-- Opening Marker --

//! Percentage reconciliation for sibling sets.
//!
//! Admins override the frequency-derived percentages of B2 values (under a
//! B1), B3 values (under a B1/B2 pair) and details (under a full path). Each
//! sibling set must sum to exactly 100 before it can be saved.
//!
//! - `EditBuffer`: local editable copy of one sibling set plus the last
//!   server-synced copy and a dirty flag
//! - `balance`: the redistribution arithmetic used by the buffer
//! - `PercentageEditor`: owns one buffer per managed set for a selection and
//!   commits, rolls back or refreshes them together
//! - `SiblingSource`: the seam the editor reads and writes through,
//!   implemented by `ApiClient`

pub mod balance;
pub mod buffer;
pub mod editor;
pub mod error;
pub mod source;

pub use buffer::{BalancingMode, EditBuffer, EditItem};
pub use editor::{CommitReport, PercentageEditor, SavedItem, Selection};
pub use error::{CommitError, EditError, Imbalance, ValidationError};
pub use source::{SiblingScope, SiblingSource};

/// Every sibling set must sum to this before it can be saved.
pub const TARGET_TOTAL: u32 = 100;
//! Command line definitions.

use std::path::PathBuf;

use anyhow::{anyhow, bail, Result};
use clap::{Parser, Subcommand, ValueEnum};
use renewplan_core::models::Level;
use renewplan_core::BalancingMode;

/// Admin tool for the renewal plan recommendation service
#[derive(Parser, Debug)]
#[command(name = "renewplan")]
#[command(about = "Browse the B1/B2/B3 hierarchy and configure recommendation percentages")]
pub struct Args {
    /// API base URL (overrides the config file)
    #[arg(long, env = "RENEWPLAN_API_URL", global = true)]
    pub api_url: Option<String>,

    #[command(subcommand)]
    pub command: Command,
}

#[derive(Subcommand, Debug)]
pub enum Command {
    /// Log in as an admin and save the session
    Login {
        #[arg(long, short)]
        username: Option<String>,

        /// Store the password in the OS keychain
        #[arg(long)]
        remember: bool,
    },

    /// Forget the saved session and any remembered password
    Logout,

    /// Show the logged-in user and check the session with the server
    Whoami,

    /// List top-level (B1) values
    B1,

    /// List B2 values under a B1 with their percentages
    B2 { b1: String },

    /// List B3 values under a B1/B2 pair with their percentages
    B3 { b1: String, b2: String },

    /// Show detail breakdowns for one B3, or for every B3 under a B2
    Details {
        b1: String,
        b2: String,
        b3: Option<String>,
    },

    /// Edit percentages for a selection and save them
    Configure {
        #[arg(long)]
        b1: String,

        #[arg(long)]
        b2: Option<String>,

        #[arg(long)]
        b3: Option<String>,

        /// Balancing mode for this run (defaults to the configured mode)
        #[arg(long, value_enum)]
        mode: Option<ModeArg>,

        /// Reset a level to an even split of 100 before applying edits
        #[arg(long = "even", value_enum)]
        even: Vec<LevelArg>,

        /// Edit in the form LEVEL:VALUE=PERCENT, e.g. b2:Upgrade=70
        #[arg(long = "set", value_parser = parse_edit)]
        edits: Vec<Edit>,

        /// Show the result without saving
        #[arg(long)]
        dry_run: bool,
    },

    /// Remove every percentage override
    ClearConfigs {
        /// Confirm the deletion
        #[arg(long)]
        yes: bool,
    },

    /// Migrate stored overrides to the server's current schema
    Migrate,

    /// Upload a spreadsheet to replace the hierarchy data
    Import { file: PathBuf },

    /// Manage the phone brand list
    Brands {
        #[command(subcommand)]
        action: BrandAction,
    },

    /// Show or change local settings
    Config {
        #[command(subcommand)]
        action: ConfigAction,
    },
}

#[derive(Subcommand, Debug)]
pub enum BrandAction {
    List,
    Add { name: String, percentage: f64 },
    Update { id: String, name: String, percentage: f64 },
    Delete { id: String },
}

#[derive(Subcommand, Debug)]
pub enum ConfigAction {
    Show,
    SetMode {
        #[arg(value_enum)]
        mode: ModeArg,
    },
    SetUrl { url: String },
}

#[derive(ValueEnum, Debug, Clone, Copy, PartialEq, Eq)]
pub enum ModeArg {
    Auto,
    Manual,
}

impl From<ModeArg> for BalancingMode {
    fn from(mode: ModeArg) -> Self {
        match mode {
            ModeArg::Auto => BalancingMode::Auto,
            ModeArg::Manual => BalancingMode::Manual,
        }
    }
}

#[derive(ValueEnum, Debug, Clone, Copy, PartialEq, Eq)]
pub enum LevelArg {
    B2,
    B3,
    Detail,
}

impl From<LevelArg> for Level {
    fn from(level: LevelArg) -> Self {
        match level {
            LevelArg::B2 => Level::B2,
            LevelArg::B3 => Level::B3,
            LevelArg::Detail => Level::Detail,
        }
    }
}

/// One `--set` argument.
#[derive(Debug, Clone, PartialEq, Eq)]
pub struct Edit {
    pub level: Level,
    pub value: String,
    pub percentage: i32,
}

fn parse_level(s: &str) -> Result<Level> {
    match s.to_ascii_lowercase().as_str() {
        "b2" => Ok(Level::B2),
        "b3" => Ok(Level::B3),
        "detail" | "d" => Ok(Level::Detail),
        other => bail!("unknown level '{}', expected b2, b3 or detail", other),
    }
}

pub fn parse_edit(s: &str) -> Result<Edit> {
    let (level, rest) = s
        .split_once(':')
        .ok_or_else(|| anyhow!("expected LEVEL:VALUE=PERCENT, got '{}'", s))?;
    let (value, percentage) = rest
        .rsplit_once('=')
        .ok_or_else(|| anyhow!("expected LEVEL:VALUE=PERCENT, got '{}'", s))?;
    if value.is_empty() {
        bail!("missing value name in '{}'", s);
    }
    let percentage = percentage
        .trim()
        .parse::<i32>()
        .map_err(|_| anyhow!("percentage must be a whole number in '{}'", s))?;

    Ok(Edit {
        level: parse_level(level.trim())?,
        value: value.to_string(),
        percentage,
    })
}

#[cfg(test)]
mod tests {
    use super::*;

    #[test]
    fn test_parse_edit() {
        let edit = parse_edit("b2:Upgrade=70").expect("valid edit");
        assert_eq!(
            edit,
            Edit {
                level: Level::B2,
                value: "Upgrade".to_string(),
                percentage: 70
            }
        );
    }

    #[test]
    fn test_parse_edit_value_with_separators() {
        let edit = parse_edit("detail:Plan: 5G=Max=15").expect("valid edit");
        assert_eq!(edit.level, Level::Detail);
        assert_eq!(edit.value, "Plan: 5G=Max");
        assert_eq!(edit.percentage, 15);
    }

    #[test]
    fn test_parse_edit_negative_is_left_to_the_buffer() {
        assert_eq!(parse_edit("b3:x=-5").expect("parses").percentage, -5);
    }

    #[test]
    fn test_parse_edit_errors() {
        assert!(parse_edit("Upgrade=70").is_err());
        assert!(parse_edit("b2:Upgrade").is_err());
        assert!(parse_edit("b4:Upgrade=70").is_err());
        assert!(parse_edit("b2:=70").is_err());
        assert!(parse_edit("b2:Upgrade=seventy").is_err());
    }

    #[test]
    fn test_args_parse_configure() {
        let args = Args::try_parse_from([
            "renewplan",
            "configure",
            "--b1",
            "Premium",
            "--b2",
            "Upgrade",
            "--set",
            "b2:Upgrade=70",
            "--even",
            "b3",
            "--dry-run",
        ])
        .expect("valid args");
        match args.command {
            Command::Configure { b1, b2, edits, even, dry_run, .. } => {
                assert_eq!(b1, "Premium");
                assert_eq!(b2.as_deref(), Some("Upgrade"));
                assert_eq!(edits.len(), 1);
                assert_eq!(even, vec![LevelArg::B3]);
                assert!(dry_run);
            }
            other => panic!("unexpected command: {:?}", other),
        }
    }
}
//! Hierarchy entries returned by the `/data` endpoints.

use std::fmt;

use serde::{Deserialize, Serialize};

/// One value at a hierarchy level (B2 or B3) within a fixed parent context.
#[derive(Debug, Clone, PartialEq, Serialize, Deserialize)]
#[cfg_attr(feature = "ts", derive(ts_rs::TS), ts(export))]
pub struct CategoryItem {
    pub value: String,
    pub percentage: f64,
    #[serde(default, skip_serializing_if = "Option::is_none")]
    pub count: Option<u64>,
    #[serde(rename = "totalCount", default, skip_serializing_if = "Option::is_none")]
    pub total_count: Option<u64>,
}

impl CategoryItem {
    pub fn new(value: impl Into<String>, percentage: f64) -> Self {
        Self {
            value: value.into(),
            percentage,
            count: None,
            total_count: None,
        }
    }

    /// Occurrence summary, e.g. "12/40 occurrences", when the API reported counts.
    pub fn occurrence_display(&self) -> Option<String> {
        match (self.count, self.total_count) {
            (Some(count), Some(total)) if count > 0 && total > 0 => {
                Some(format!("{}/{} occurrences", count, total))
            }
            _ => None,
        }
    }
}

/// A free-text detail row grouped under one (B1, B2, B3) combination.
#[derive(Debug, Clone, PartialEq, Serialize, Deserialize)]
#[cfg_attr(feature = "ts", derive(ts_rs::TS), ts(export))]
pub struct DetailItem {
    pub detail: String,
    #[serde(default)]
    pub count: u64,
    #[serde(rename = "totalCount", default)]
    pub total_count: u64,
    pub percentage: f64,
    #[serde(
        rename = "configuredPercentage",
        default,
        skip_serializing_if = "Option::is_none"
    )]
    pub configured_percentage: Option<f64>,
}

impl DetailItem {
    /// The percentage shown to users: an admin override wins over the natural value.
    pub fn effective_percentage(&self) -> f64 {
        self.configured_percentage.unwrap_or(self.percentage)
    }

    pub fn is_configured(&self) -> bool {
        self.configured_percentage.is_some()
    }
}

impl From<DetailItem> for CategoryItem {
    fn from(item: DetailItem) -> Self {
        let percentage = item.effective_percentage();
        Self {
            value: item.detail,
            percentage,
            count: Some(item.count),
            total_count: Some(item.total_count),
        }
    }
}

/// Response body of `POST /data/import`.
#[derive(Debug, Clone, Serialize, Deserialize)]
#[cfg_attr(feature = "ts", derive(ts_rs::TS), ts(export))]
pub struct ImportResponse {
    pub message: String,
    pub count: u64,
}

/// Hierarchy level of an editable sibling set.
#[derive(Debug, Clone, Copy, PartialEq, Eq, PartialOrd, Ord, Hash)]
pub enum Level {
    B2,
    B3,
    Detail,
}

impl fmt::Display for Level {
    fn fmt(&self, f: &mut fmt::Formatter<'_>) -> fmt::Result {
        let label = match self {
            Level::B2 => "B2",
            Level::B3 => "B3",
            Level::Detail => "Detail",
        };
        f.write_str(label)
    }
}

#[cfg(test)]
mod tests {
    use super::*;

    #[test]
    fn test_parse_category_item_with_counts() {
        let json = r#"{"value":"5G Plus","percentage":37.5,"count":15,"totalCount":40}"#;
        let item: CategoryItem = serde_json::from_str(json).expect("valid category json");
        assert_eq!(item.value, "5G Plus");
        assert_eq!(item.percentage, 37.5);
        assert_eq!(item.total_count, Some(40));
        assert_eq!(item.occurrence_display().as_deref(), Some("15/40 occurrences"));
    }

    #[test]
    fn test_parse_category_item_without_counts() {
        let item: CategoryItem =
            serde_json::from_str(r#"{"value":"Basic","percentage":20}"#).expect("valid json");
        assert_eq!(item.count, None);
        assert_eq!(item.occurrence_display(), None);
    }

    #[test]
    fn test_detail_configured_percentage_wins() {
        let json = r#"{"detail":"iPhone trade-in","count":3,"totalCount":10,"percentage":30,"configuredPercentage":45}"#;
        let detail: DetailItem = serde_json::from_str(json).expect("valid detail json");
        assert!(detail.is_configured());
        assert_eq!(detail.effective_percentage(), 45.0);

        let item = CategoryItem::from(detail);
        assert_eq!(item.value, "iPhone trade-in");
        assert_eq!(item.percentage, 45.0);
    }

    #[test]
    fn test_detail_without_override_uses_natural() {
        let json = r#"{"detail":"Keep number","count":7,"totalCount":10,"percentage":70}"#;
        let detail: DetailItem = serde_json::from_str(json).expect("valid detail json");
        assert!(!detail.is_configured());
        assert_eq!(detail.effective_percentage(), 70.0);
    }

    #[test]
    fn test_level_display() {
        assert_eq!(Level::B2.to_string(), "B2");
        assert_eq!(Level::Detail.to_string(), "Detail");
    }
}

-- Closing Marker --

= WORK REQUIRED =
Give the count of lines in the data shown above that contain "editable", and nothing else.

= THE ANSWER =
2